# ISO TNT Deep Dish Pizza Crust Recipe



## DampCharcoal (Feb 12, 2007)

I did a search here but I couldn't find exactly what I was looking for. I know there's a bazillion crust recipes out there but I'd really like a TNT recipe. I'm really looking to make a Chicago-style pizza and will be using a 12 inch cast iron skillet as the pan.


----------



## Alix (Feb 12, 2007)

Damp, I'll see if I can find you the link, but if I can't, look in Dine with Us and find the pizza thread. MJ's recipe is in there and it would be great in a CI pan.


----------



## DampCharcoal (Feb 12, 2007)

I found MJ's recipe, thanks Alix! You rock! Or should I say that MJ rocks? Whatever, you both rock! One more question and I'll quit bothering you. Should the time and temp be adjusted for what could be about a two inch thick pizza?


----------



## Alix (Feb 12, 2007)

Hmmm...are you going to precook the crust and then top it and finish it?

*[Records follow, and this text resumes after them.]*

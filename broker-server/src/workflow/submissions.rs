//! Submission Store operations: broadcast, viewed/respond, commit, withdraw.

use shared::error::{AppError, ErrorCode};
use shared::models::{
    Confirmation, ConfirmationStatus, NotifyPriority, OrderRef, OrderStatus, Role, Submission,
    SubmissionStatus,
};
use shared::util::{now_millis, snowflake_id};
use sqlx::{Sqlite, SqlitePool, Transaction};

use crate::db;
use crate::error::{is_unique_violation, ServiceResult};
use crate::notify::{self, NotificationSink, ADMIN_INBOX};

/// Insert one submission row per supplier, skipping pairs that already
/// exist — re-broadcast is a no-op, not a duplicate. Returns the supplier
/// ids that actually received a new row.
pub(crate) async fn insert_candidates(
    tx: &mut Transaction<'_, Sqlite>,
    order: OrderRef,
    supplier_ids: &[i64],
    now: i64,
) -> Result<Vec<i64>, sqlx::Error> {
    let mut inserted = Vec::new();
    for &supplier_id in supplier_ids {
        let result = sqlx::query(
            "INSERT INTO submissions (id, order_kind, order_id, supplier_id, status, created_at)
             VALUES (?1, ?2, ?3, ?4, 'new', ?5)
             ON CONFLICT (order_kind, order_id, supplier_id) DO NOTHING",
        )
        .bind(snowflake_id())
        .bind(order.kind.as_str())
        .bind(order.id)
        .bind(supplier_id)
        .bind(now)
        .execute(&mut **tx)
        .await?;
        if result.rows_affected() > 0 {
            inserted.push(supplier_id);
        }
    }
    Ok(inserted)
}

/// Broadcast an order to a set of suppliers. The order must already be open
/// for fulfillment (`assigned`, or `confirmed` when widening the pool after
/// a first commit). Returns the number of submissions created.
pub async fn broadcast(
    pool: &SqlitePool,
    sink: &dyn NotificationSink,
    order: OrderRef,
    supplier_ids: &[i64],
) -> ServiceResult<usize> {
    if supplier_ids.is_empty() {
        return Err(AppError::validation("at least one supplier is required").into());
    }
    let Some(head) = db::orders::head(pool, order).await? else {
        return Err(AppError::new(ErrorCode::OrderNotFound).into());
    };
    if !matches!(head.status, OrderStatus::Assigned | OrderStatus::Confirmed) {
        return Err(AppError::with_message(
            ErrorCode::InvalidStatusTransition,
            format!("cannot broadcast order in status {}", head.status),
        )
        .into());
    }
    for &supplier_id in supplier_ids {
        if db::fleet::supplier_by_id(pool, supplier_id).await?.is_none() {
            return Err(AppError::new(ErrorCode::SupplierNotFound)
                .with_detail("supplier_id", supplier_id)
                .into());
        }
    }

    let now = now_millis();
    let mut tx = pool.begin().await?;
    let inserted = insert_candidates(&mut tx, order, supplier_ids, now).await?;
    tx.commit().await?;

    let order_label = head.order_no.clone().unwrap_or_else(|| order.to_string());
    for supplier_id in &inserted {
        notify::fan_out(
            sink,
            notify::request(
                Role::Supplier,
                *supplier_id,
                "order_offered",
                "New transport order",
                format!(
                    "Order {order_label}: {} ({} t), {} to {}",
                    head.load_type, head.tonnage, head.origin, head.destination
                ),
                NotifyPriority::Normal,
                Some(order),
            ),
        )
        .await;
    }

    Ok(inserted.len())
}

/// Load a submission and check it belongs to the calling supplier.
async fn owned_submission(
    pool: &SqlitePool,
    supplier_id: i64,
    submission_id: i64,
) -> ServiceResult<Submission> {
    let Some(row) = db::submissions::by_id(pool, submission_id).await? else {
        return Err(AppError::new(ErrorCode::SubmissionNotFound).into());
    };
    let submission = row.into_model()?;
    if submission.supplier_id != supplier_id {
        return Err(AppError::forbidden("submission belongs to another supplier").into());
    }
    Ok(submission)
}

/// Supplier opened the offer: `new → viewed`. Idempotent for later statuses.
pub async fn mark_viewed(
    pool: &SqlitePool,
    supplier_id: i64,
    submission_id: i64,
) -> ServiceResult<Submission> {
    let submission = owned_submission(pool, supplier_id, submission_id).await?;
    if submission.status != SubmissionStatus::New {
        return Ok(submission);
    }
    sqlx::query("UPDATE submissions SET status = 'viewed' WHERE id = ?1 AND status = 'new'")
        .bind(submission_id)
        .execute(pool)
        .await?;
    Ok(Submission {
        status: SubmissionStatus::Viewed,
        ..submission
    })
}

/// Supplier responds without committing a vehicle yet: interest
/// (`responded`) or decline (`rejected`).
pub async fn respond(
    pool: &SqlitePool,
    sink: &dyn NotificationSink,
    supplier_id: i64,
    submission_id: i64,
    response: SubmissionStatus,
) -> ServiceResult<Submission> {
    if !matches!(
        response,
        SubmissionStatus::Responded | SubmissionStatus::Rejected
    ) {
        return Err(AppError::validation(format!(
            "response must be responded or rejected, got {response}"
        ))
        .into());
    }
    let submission = owned_submission(pool, supplier_id, submission_id).await?;
    if !submission.status.can_commit() {
        return Err(AppError::with_message(
            ErrorCode::SubmissionTerminal,
            format!("submission is already {}", submission.status),
        )
        .into());
    }

    let now = now_millis();
    let result = sqlx::query(
        "UPDATE submissions SET status = ?1, responded_at = ?2
         WHERE id = ?3 AND status IN ('new', 'viewed', 'responded')",
    )
    .bind(response.as_str())
    .bind(now)
    .bind(submission_id)
    .execute(pool)
    .await?;
    if result.rows_affected() == 0 {
        return Err(AppError::new(ErrorCode::SubmissionTerminal).into());
    }

    notify::fan_out(
        sink,
        notify::request(
            Role::Admin,
            ADMIN_INBOX,
            "submission_response",
            "Supplier responded",
            format!("Supplier {supplier_id} marked submission {response}"),
            NotifyPriority::Normal,
            Some(submission.order),
        ),
    )
    .await;

    Ok(Submission {
        status: response,
        responded_at: Some(now),
        ..submission
    })
}

/// Supplier commits a driver and vehicle: the submission becomes
/// `confirmed` and the confirmation snapshot is appended to the ledger, in
/// one transaction. Driver and vehicle must belong to the committing
/// supplier; a cross-tenant reference is a validation error.
pub async fn commit(
    pool: &SqlitePool,
    sink: &dyn NotificationSink,
    supplier_id: i64,
    submission_id: i64,
    driver_id: i64,
    vehicle_id: i64,
) -> ServiceResult<Confirmation> {
    let submission = owned_submission(pool, supplier_id, submission_id).await?;
    if !submission.status.can_commit() {
        return Err(AppError::with_message(
            ErrorCode::SubmissionTerminal,
            format!("cannot commit submission in status {}", submission.status),
        )
        .into());
    }

    let Some(driver) = db::fleet::driver_by_id(pool, driver_id).await? else {
        return Err(AppError::new(ErrorCode::DriverNotFound).into());
    };
    let Some(vehicle) = db::fleet::vehicle_by_id(pool, vehicle_id).await? else {
        return Err(AppError::new(ErrorCode::VehicleNotFound).into());
    };
    if driver.supplier_id != supplier_id {
        return Err(AppError::with_message(
            ErrorCode::CrossTenantReference,
            format!("driver {driver_id} belongs to supplier {}", driver.supplier_id),
        )
        .into());
    }
    if vehicle.supplier_id != supplier_id {
        return Err(AppError::with_message(
            ErrorCode::CrossTenantReference,
            format!(
                "vehicle {vehicle_id} belongs to supplier {}",
                vehicle.supplier_id
            ),
        )
        .into());
    }
    let Some(supplier) = db::fleet::supplier_by_id(pool, supplier_id).await? else {
        return Err(AppError::new(ErrorCode::SupplierNotFound).into());
    };
    let Some(head) = db::orders::head(pool, submission.order).await? else {
        return Err(AppError::new(ErrorCode::OrderNotFound).into());
    };
    if head.status.is_terminal() {
        return Err(AppError::with_message(
            ErrorCode::InvalidStatusTransition,
            format!("order is already {}", head.status),
        )
        .into());
    }

    let confirmation_id = snowflake_id();
    let now = now_millis();
    let mut tx = pool.begin().await?;

    // Guarded write first: the status re-check closes the race against a
    // concurrent respond/withdraw between the read above and this point.
    let result = sqlx::query(
        "UPDATE submissions
         SET status = 'confirmed', driver_id = ?1, vehicle_id = ?2, responded_at = ?3
         WHERE id = ?4 AND status IN ('new', 'viewed', 'responded')",
    )
    .bind(driver_id)
    .bind(vehicle_id)
    .bind(now)
    .bind(submission_id)
    .execute(&mut *tx)
    .await?;
    if result.rows_affected() == 0 {
        return Err(AppError::new(ErrorCode::SubmissionTerminal).into());
    }

    let insert = sqlx::query(
        "INSERT INTO confirmations
            (id, submission_id, order_kind, order_id, order_no, supplier_id, supplier_company,
             driver_name, driver_mobile, vehicle_number, vehicle_type, load_type, tonnage,
             origin, destination, required_date, forwarded_to_buyer, buyer_id, status, created_at)
         VALUES (?1, ?2, ?3, ?4, ?5, ?6, ?7, ?8, ?9, ?10, ?11, ?12, ?13, ?14, ?15, ?16,
                 0, NULL, 'active', ?17)",
    )
    .bind(confirmation_id)
    .bind(submission_id)
    .bind(submission.order.kind.as_str())
    .bind(submission.order.id)
    .bind(&head.order_no)
    .bind(supplier_id)
    .bind(&supplier.company)
    .bind(&driver.name)
    .bind(&driver.mobile)
    .bind(&vehicle.number)
    .bind(&vehicle.vehicle_type)
    .bind(&head.load_type)
    .bind(head.tonnage)
    .bind(&head.origin)
    .bind(&head.destination)
    .bind(&head.required_date)
    .bind(now)
    .execute(&mut *tx)
    .await;
    if let Err(e) = insert {
        if is_unique_violation(&e) {
            return Err(AppError::new(ErrorCode::DuplicateConfirmation).into());
        }
        return Err(e.into());
    }

    // First confirmation advances the order; later ones leave it alone.
    sqlx::query(db::orders::status_update_sql(submission.order.kind))
        .bind(OrderStatus::Confirmed.as_str())
        .bind(now)
        .bind(submission.order.id)
        .bind(OrderStatus::Assigned.as_str())
        .execute(&mut *tx)
        .await?;

    tx.commit().await?;

    tracing::info!(
        submission_id,
        confirmation_id,
        order = %submission.order,
        "supplier committed driver/vehicle"
    );

    let order_label = head.order_no.clone().unwrap_or_else(|| submission.order.to_string());
    notify::fan_out(
        sink,
        notify::request(
            Role::Admin,
            ADMIN_INBOX,
            "submission_confirmed",
            "Supplier confirmed",
            format!(
                "{} confirmed order {order_label} with {} ({})",
                supplier.company, driver.name, vehicle.number
            ),
            NotifyPriority::High,
            Some(submission.order),
        ),
    )
    .await;

    Ok(Confirmation {
        id: confirmation_id,
        submission_id,
        order: submission.order,
        order_no: head.order_no,
        supplier_id,
        supplier_company: supplier.company,
        driver_name: driver.name,
        driver_mobile: driver.mobile,
        vehicle_number: vehicle.number,
        vehicle_type: vehicle.vehicle_type,
        load_type: head.load_type,
        tonnage: head.tonnage,
        origin: head.origin,
        destination: head.destination,
        required_date: head.required_date,
        forwarded_to_buyer: false,
        buyer_id: None,
        status: ConfirmationStatus::Active,
        created_at: now,
    })
}

/// Supplier retracts a submission. Permitted only while no forwarded ledger
/// entry references it; after forwarding it fails with a conflict.
pub async fn withdraw(
    pool: &SqlitePool,
    sink: &dyn NotificationSink,
    supplier_id: i64,
    submission_id: i64,
) -> ServiceResult<()> {
    let submission = owned_submission(pool, supplier_id, submission_id).await?;
    if db::confirmations::forwarded_for_submission(pool, submission_id).await? {
        return Err(AppError::new(ErrorCode::WithdrawAfterForward).into());
    }

    let result = sqlx::query(
        "UPDATE submissions SET status = 'withdrawn'
         WHERE id = ?1
           AND status IN ('new', 'viewed', 'responded', 'confirmed')
           AND NOT EXISTS (
               SELECT 1 FROM confirmations
               WHERE submission_id = ?1 AND forwarded_to_buyer = 1
           )",
    )
    .bind(submission_id)
    .execute(pool)
    .await?;
    if result.rows_affected() == 0 {
        // Either terminal already, or a forward landed since the check above.
        if db::confirmations::forwarded_for_submission(pool, submission_id).await? {
            return Err(AppError::new(ErrorCode::WithdrawAfterForward).into());
        }
        return Err(AppError::new(ErrorCode::SubmissionTerminal).into());
    }

    tracing::info!(submission_id, supplier_id, "submission withdrawn");

    notify::fan_out(
        sink,
        notify::request(
            Role::Admin,
            ADMIN_INBOX,
            "submission_withdrawn",
            "Supplier withdrew",
            format!("Supplier {supplier_id} withdrew submission {submission_id}"),
            NotifyPriority::Normal,
            Some(submission.order),
        ),
    )
    .await;

    Ok(())
}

I think I would do it that way myself. Put the dough in a cold pan, bake it at 425 or so for about 20 minutes (my timing might be way off here, so check the recipe) then pull it out and fill it up and put it back in for about 10 - 15. That would be my best guess.


----------



## DampCharcoal (Feb 12, 2007)

Good idea. I hadn't thought about precooking the crust. Thanks again!


----------